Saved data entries

····················

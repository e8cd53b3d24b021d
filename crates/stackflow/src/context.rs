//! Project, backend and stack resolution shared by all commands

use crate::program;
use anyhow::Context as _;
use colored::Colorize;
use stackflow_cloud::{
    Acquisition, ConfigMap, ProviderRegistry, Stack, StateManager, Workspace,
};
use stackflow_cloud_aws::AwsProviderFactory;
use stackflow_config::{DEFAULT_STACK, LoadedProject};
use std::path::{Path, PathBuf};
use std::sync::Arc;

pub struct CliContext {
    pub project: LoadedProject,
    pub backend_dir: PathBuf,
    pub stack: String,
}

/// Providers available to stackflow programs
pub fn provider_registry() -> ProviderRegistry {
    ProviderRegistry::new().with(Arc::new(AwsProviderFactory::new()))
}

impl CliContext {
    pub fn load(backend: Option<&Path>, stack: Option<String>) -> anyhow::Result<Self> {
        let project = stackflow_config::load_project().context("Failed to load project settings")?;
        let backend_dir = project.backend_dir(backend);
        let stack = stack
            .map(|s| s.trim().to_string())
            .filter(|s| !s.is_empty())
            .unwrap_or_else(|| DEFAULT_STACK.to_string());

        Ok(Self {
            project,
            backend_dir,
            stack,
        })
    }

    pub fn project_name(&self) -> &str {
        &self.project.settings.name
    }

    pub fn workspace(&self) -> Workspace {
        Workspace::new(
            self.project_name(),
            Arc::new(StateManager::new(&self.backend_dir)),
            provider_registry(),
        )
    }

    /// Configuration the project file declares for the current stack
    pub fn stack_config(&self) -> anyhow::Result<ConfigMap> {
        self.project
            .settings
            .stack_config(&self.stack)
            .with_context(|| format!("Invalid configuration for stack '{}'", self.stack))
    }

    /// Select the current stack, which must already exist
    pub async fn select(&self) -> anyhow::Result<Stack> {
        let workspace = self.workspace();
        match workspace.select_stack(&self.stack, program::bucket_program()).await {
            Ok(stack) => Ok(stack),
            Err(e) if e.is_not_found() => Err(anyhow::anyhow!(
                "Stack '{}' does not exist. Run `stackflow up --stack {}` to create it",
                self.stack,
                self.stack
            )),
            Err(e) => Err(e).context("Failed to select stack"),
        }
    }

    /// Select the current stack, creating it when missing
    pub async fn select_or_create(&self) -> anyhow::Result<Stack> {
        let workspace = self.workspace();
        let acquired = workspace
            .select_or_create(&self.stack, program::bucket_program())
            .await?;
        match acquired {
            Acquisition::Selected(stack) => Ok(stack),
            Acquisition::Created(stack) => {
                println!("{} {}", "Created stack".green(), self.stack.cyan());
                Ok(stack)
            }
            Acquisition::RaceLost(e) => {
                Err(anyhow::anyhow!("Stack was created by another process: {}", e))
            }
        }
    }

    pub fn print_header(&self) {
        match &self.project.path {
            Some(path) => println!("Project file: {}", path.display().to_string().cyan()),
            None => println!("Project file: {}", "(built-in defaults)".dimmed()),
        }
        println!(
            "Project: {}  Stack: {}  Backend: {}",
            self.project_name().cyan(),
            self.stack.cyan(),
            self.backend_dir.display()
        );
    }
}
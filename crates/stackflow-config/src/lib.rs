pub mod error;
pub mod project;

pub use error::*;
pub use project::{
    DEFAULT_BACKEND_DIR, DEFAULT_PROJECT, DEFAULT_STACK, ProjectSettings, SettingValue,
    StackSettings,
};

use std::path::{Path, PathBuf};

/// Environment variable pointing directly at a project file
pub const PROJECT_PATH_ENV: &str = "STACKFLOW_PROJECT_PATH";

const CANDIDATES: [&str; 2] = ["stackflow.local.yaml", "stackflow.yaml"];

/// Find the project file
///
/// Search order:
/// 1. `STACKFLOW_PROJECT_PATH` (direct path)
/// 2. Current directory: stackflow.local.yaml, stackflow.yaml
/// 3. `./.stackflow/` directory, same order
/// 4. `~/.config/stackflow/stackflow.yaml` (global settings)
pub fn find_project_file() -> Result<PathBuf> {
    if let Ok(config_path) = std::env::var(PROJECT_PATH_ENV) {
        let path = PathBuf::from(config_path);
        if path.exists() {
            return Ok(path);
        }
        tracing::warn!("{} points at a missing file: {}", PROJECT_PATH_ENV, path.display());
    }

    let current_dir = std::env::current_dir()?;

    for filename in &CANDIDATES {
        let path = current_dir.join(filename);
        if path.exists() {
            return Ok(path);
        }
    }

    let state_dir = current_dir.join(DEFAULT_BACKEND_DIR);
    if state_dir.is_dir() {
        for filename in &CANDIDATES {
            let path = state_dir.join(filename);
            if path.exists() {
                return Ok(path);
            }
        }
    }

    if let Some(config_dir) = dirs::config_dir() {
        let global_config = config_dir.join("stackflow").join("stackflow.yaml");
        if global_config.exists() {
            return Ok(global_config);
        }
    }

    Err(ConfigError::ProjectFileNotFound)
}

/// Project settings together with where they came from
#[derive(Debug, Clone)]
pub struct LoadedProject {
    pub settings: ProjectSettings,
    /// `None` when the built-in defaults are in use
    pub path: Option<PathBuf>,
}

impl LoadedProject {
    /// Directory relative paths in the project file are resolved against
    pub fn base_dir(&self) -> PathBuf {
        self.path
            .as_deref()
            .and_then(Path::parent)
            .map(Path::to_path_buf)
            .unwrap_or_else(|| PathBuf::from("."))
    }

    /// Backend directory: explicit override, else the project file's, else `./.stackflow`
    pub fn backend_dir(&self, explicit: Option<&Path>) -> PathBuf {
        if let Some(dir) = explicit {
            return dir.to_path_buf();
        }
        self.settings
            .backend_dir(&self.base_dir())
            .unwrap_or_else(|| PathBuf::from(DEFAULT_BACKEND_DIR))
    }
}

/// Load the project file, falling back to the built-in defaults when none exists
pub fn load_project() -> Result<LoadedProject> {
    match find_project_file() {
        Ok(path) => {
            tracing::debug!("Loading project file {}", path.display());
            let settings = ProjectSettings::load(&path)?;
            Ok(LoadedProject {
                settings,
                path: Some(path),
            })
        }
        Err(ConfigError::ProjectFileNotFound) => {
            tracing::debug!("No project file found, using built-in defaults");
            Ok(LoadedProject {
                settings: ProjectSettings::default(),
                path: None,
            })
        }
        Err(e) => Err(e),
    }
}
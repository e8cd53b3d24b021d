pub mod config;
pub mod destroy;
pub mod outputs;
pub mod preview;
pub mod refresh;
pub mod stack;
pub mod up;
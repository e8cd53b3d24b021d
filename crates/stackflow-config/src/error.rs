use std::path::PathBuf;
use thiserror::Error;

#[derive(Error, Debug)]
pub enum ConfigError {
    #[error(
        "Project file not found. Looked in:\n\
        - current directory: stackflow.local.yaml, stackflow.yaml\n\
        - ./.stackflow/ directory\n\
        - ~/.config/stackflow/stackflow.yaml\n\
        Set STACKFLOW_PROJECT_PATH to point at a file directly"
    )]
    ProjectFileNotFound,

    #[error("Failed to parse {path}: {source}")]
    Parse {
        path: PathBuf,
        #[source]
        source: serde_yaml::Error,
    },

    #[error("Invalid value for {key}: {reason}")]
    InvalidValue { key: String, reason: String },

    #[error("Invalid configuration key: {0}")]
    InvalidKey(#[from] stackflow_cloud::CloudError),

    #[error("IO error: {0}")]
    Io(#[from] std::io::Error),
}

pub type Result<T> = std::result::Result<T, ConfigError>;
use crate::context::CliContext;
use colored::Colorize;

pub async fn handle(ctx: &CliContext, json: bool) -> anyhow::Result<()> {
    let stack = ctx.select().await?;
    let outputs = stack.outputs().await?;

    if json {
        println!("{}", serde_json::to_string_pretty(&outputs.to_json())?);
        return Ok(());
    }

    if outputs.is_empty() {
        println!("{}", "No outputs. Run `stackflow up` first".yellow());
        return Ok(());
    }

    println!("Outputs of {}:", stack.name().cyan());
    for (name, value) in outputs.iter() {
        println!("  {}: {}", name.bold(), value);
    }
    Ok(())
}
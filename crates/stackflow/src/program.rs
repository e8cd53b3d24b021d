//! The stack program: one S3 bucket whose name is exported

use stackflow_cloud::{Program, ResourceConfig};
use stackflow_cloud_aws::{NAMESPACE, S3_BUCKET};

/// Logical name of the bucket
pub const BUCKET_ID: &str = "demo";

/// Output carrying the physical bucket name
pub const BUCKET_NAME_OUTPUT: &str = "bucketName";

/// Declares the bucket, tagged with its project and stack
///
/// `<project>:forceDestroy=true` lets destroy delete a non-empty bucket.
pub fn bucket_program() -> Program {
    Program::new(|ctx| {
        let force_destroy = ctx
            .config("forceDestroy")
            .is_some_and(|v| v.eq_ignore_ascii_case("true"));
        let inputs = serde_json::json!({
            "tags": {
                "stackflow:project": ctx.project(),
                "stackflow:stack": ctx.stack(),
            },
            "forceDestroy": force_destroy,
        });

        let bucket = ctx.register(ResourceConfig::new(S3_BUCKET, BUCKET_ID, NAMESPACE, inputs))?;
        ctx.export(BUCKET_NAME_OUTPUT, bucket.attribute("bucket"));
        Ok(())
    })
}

····················

Required action
Exactly one number is the answer: how many lines in the data include the word "defaults".

Task output
4